In 1890 they brought several Eastern cracker factories together into the New York Biscuit Company, with a capitalization of $9, 000, 000. But Moore was playing for higher stakes than promotion returns. With other Chicago financiers to back him, he formed a pool to boost and sustain the price of Diamond Match in the Chicago Exchange. There was talk of technical improvements, and of negotiations with various foreign countries for contracts or the establishment of factories. It is not clear how much of this was genuine expectation on Moore's part, and how much unprincipled conjecture or less.
Diamond Match rose from 120 in January 1896 to 248 in May; a similar sympathetic movement took place in New York Biscuit. The plan seems to have been to sustain the prices until some tangible favorable development would enable the holders to "unload" on outsiders at top prices. For six months there was a Diamond Match craze; for weeks almost the entire business of the exchange was in the Moore stocks. But the failure of the mysterious foreign negotiations to eventuate, and the Bryan Populist scare, took the strength out of the boom. Some of the insiders in the pool treacherously began unloading on the Moores. Finally after desperate efforts to bolster their margins - efforts which included the withdrawal of $800, 000 of the match company's funds for that purpose - the Moores gave up, and on the night of August 3 the panicky leaders of the Exchange decided to close it the next morning. The panic was felt a bit on the New York Exchange, and there was even some liquidation in London, while the Chicago Exchange "did not find it convenient" to open for three months. While Moore's losses, which were originally estimated at about eight million, were scaled down to four, they meant a burden of debt and a blow to his prestige. Moore went about imperturbably retrieving his career.
He was forced out of Diamond Match, but so successfully did he in his other venture, with the backing of Armour and Pullman, engineer a price war against the American Biscuit and Manufacturing Company that the only possible result was a merger--the National Biscuit Company, formed in February 1898 with a capital of $55, 000, 000 and a monopoly control of 90 per cent of the cracker-biscuit companies of the country. In its incorporation under the favorable New Jersey laws, in its capitalization not only of tangible assets but also of projected "good-will" and anticipated monopoly profits, and in the large "melon" reserved for promotion, the new company served as a model for subsequent consolidations. It was immediately and immensely successful. Moore's prestige was restored. He was besieged with requests to organize companies "from the marshes of Maine to the Pacific coast", of which he selected only a few and on his own terms.
Turning to the steel industry, he organized in rapid succession (December 1898 - April 1899) the American Tin Plate Company, the National Steel Company, and the American Steel Hoop Company with a total capitalization of $142, 000, 000, of which at least $20, 000, 000 went for promotion.
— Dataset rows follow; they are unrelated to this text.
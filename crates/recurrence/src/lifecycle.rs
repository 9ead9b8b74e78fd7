//! Rule lifecycle transitions.
//!
//! The transition table is small and closed: pause/resume between `active`
//! and `paused`, automatic completion out of `active`, and cancellation from
//! any non-terminal state. Everything else is rejected without mutating the
//! rule. Terminal transitions clear `next_execution`.

use chrono::{DateTime, Utc};
use tracing::info;

use crate::error::RecurrenceError;
use crate::schema::{RecurrenceRule, RuleStatus};

/// Apply a requested status transition, enforcing the transition table.
pub fn apply_transition(
    rule: &mut RecurrenceRule,
    target: RuleStatus,
    now: DateTime<Utc>,
) -> Result<(), RecurrenceError> {
    use RuleStatus::*;

    let allowed = matches!(
        (rule.status, target),
        (Active, Paused) | (Paused, Active) | (Active, Completed) | (Active, Cancelled) | (Paused, Cancelled)
    );
    if !allowed {
        return Err(RecurrenceError::InvalidTransition(format!(
            "rule {}: {} -> {}",
            rule.id, rule.status, target
        )));
    }

    let from = rule.status;
    rule.status = target;
    if target.is_terminal() {
        rule.next_execution = None;
    }
    rule.updated_at = now;
    info!(rule_id = %rule.id, from = %from, to = %target, "rule transition");
    Ok(())
}

/// Re-evaluate automatic completion after an execution was recorded.
///
/// An active rule completes once its bounded series is exhausted: `end_date`
/// is set and either the last execution reached it or no further occurrence
/// exists before it. Returns whether the rule transitioned.
pub fn evaluate_completion(rule: &mut RecurrenceRule, now: DateTime<Utc>) -> bool {
    if rule.status != RuleStatus::Active {
        return false;
    }
    let Some(end_date) = rule.end_date else {
        return false;
    };
    let Some(last) = rule.last_execution else {
        return false;
    };

    let exhausted = rule.next_execution.is_none() || last.date_naive() >= end_date;
    if !exhausted {
        return false;
    }

    rule.status = RuleStatus::Completed;
    rule.next_execution = None;
    rule.updated_at = now;
    info!(rule_id = %rule.id, end_date = %end_date, "rule auto-completed");
    true
}
//! Pure occurrence generation.
//!
//! A rule defines one fixed series of visit dates, anchored at its
//! `start_date` and its weekday/day-of-month anchor. Querying a window
//! selects a subsequence of that series; it never re-phases it, which is what
//! keeps windowed listings and the execution tracker's pointer derivation in
//! agreement. Everything here is pure: no clocks, no I/O, no hidden state.

use chrono::{DateTime, Datelike, Duration, NaiveDate, Utc, Weekday};

use crate::schema::{Anchor, Occurrence, RecurrenceRule, RuleStatus};

// ── Public API ──────────────────────────────────────────────────────

/// Generate every occurrence of `rule` whose start falls inside
/// `[window_start, window_end]` (both inclusive).
///
/// Only `active` rules generate; any other status yields an empty sequence.
/// The result is strictly increasing and identical across repeated calls
/// with the same arguments.
pub fn generate(
    rule: &RecurrenceRule,
    window_start: DateTime<Utc>,
    window_end: DateTime<Utc>,
) -> Vec<Occurrence> {
    if rule.status != RuleStatus::Active || window_end < window_start {
        return Vec::new();
    }

    series(rule)
        .map(|date| occurrence_at(rule, date))
        .skip_while(|o| o.scheduled_start < window_start)
        .take_while(|o| o.scheduled_start <= window_end)
        .collect()
}

/// First series occurrence strictly after `after`, bounded by `end_date`.
///
/// Status-independent on purpose: the tracker keeps `next_execution` current
/// even while a rule is paused, so resuming continues from the right slot.
pub fn next_in_series(rule: &RecurrenceRule, after: DateTime<Utc>) -> Option<Occurrence> {
    series(rule)
        .map(|date| occurrence_at(rule, date))
        .find(|o| o.scheduled_start > after)
}

/// The very first occurrence of the series, used to seed `next_execution`
/// when a rule is created.
pub fn first_in_series(rule: &RecurrenceRule) -> Option<Occurrence> {
    series(rule).next().map(|date| occurrence_at(rule, date))
}

// ── Series walk ─────────────────────────────────────────────────────

fn series(rule: &RecurrenceRule) -> SeriesDates {
    SeriesDates::for_rule(rule)
}

/// Iterator over the series dates of a rule, in order, ending at `end_date`.
struct SeriesDates {
    state: SeriesState,
    until: Option<NaiveDate>,
}

enum SeriesState {
    /// Day-based cadence: fixed stride in whole days from an aligned start.
    Days { next: NaiveDate, step_days: i64 },
    /// Month-based cadence: stride in whole months, day re-clamped per month
    /// from the original anchor so clamping never propagates drift.
    Months {
        year: i32,
        month: u32,
        day: u32,
        step_months: i64,
    },
    Done,
}

impl SeriesDates {
    fn for_rule(rule: &RecurrenceRule) -> Self {
        let state = match (rule.frequency.day_step(), rule.frequency.month_step(), rule.anchor) {
            (Some(step_days), _, Anchor::DayOfWeek(weekday)) => SeriesState::Days {
                next: align_to_weekday(rule.start_date, weekday),
                step_days,
            },
            (_, Some(step_months), Anchor::DayOfMonth(day)) => {
                let (year, month) = first_anchor_month(rule.start_date, day);
                SeriesState::Months {
                    year,
                    month,
                    day,
                    step_months,
                }
            }
            // Mismatched anchor/frequency pairs are rejected at create; a
            // stored record that still carries one yields an empty series.
            _ => SeriesState::Done,
        };

        Self {
            state,
            until: rule.end_date,
        }
    }
}

impl Iterator for SeriesDates {
    type Item = NaiveDate;

    fn next(&mut self) -> Option<NaiveDate> {
        let date = match &mut self.state {
            SeriesState::Days { next, step_days } => {
                let date = *next;
                *next += Duration::days(*step_days);
                date
            }
            SeriesState::Months {
                year,
                month,
                day,
                step_months,
            } => {
                let Some(date) = clamped_date(*year, *month, *day) else {
                    self.state = SeriesState::Done;
                    return None;
                };
                let total = (*year as i64) * 12 + (*month as i64 - 1) + *step_months;
                *year = total.div_euclid(12) as i32;
                *month = (total.rem_euclid(12) + 1) as u32;
                date
            }
            SeriesState::Done => return None,
        };

        if self.until.is_some_and(|until| date > until) {
            self.state = SeriesState::Done;
            return None;
        }
        Some(date)
    }
}

/// Combine a series date with the rule's time of day and duration.
fn occurrence_at(rule: &RecurrenceRule, date: NaiveDate) -> Occurrence {
    let scheduled_start = date.and_time(rule.time_of_day).and_utc();
    Occurrence {
        rule_id: rule.id,
        scheduled_start,
        scheduled_end: scheduled_start + rule.duration(),
    }
}

// ── Date helpers ────────────────────────────────────────────────────

/// First date at or after `from` falling on `weekday`.
fn align_to_weekday(from: NaiveDate, weekday: Weekday) -> NaiveDate {
    let ahead = (weekday.num_days_from_monday() + 7 - from.weekday().num_days_from_monday()) % 7;
    from + Duration::days(ahead as i64)
}

/// Year/month of the first clamped anchor date at or after `start`.
///
/// The clamped candidate of the month after `start` is always past the end
/// of `start`'s month, so at most one advance is needed.
fn first_anchor_month(start: NaiveDate, day: u32) -> (i32, u32) {
    match clamped_date(start.year(), start.month(), day) {
        Some(candidate) if candidate >= start => (start.year(), start.month()),
        _ => {
            if start.month() == 12 {
                (start.year() + 1, 1)
            } else {
                (start.year(), start.month() + 1)
            }
        }
    }
}

/// Build a date, clamping `day` to the last valid day of the month.
fn clamped_date(year: i32, month: u32, day: u32) -> Option<NaiveDate> {
    NaiveDate::from_ymd_opt(year, month, day.min(days_in_month(year, month)))
}

/// Get the number of days in a month.
fn days_in_month(year: i32, month: u32) -> u32 {
    match month {
        1 | 3 | 5 | 7 | 8 | 10 | 12 => 31,
        4 | 6 | 9 | 11 => 30,
        2 => {
            if (year % 4 == 0 && year % 100 != 0) || (year % 400 == 0) {
                29
            } else {
                28
            }
        }
        _ => 30,
    }
}

// ── Tests ───────────────────────────────────────────────────────────
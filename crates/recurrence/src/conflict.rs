//! Candidate-versus-calendar conflict checking.
//!
//! A conflict is any half-open overlap between a candidate occurrence and an
//! interval the team is already committed to. Conflicts are never resolved
//! here; they are returned as distinct outcomes so double-booking stays a
//! visible, attributable event for the caller to handle manually.

use serde::Serialize;

use sweeply_core::BusyInterval;

use crate::schema::Occurrence;
use crate::traits::CalendarSnapshot;

/// Result of checking a single candidate against a calendar snapshot.
#[derive(Debug, Clone, PartialEq, Eq, Serialize)]
#[serde(rename_all = "snake_case", tag = "outcome")]
pub enum CandidateOutcome {
    Accepted,
    /// The earliest existing commitment the candidate overlaps.
    Conflict { with: BusyInterval },
}

impl CandidateOutcome {
    pub fn is_accepted(&self) -> bool {
        matches!(self, CandidateOutcome::Accepted)
    }
}

/// A candidate occurrence paired with its conflict-check outcome.
#[derive(Debug, Clone, Serialize)]
pub struct PlannedVisit {
    pub occurrence: Occurrence,
    #[serde(flatten)]
    pub outcome: CandidateOutcome,
}

pub struct ConflictChecker;

impl ConflictChecker {
    /// Check one candidate against a team-calendar snapshot.
    pub fn check(candidate: &Occurrence, snapshot: &CalendarSnapshot) -> CandidateOutcome {
        let hit = snapshot
            .busy
            .iter()
            .filter(|busy| busy.overlaps(candidate.scheduled_start, candidate.scheduled_end))
            .min_by_key(|busy| busy.start);

        match hit {
            Some(busy) => CandidateOutcome::Conflict { with: *busy },
            None => CandidateOutcome::Accepted,
        }
    }

    /// Check a batch of candidates. A conflict on one candidate never blocks
    /// the others.
    pub fn check_batch(candidates: &[Occurrence], snapshot: &CalendarSnapshot) -> Vec<PlannedVisit> {
        candidates
            .iter()
            .map(|candidate| PlannedVisit {
                occurrence: *candidate,
                outcome: Self::check(candidate, snapshot),
            })
            .collect()
    }
}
Despite the fact that the stock of all three companies was plentifully watered and represented anticipated profits rather than actual properties, it was eagerly caught up and oversubscribed. The Moores seemed to have found the secret of successful promotion. Wall Street was probably not far wrong in guessing that it lay in the creation of monopolistic control, the contrivance of devices to avoid the operation of the anti-trust laws, the reorganization of production and marketing to effect economies, and the retention of control in the hands of a small group. This group consisted of the two Moores, Daniel G. Reid, and William B. Leeds, the latter two being accessions from the tin-plate industry. Together they formed the "Moore gang, " the "Moore crowd, " the "Moore interests, " and "the Big Four from the Prairies, " as they were variously known on Wall Street, and they continued to work together.
In May 1899 a syndicate headed by Moore agreed to pay $320, 000, 000 for the combined Carnegie-Frick properties. Carnegie insisted that the dealings should be with his partners Henry Clay Frick and Henry Phipps, Jr. , and gave them power of attorney. They joined the syndicate; Moore paid $1, 000, 000 for a ninety days' option and Frick and Phipps added $170, 000. The negotiations seemed to have every chance of success, but the failure of expected financial support to materialize, and the presence on the market of too many "undigested securities" made it impossible for the syndicate to obtain the necessary cash. Carnegie relentlessly refused to extend the option, and kept the option money.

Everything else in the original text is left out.